# Task brief
Which of the lines below contain the string "with"? Pull each one out of the data.

-------- Record extracts

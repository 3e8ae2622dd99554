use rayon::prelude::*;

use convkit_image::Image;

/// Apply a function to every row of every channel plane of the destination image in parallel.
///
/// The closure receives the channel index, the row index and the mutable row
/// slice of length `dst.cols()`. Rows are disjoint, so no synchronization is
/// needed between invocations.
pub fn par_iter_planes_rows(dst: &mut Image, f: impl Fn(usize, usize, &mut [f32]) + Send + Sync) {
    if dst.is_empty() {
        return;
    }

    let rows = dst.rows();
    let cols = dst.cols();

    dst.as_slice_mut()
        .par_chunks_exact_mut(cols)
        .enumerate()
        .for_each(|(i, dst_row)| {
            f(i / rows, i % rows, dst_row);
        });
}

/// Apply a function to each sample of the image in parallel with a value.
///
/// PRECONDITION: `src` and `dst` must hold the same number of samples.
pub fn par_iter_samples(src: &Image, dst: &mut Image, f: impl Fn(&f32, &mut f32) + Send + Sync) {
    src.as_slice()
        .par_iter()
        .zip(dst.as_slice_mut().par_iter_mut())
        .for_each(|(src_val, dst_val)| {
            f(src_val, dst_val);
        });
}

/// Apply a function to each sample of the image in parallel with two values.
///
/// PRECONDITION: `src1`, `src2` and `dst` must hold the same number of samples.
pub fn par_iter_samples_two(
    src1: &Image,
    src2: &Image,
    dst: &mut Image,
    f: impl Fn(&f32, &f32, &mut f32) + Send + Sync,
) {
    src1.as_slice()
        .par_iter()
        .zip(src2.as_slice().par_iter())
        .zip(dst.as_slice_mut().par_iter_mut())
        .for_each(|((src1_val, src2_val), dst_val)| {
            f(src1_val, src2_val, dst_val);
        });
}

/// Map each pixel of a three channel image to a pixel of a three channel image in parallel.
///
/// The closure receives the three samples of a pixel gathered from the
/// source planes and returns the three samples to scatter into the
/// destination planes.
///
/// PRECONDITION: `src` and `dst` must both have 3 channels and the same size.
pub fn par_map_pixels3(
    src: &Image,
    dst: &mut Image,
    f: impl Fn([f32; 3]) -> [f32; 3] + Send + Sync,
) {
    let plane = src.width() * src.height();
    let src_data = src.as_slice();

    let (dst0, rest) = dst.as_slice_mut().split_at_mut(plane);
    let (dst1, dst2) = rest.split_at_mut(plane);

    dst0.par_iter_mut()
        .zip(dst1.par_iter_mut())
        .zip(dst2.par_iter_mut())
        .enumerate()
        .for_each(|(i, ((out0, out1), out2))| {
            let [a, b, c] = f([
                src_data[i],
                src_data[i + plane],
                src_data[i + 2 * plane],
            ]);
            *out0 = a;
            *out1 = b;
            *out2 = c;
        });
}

----------------

# Task solution
/// Apply a function to each sample of the image in parallel with a value.
/// Apply a function to each sample of the image in parallel with two values.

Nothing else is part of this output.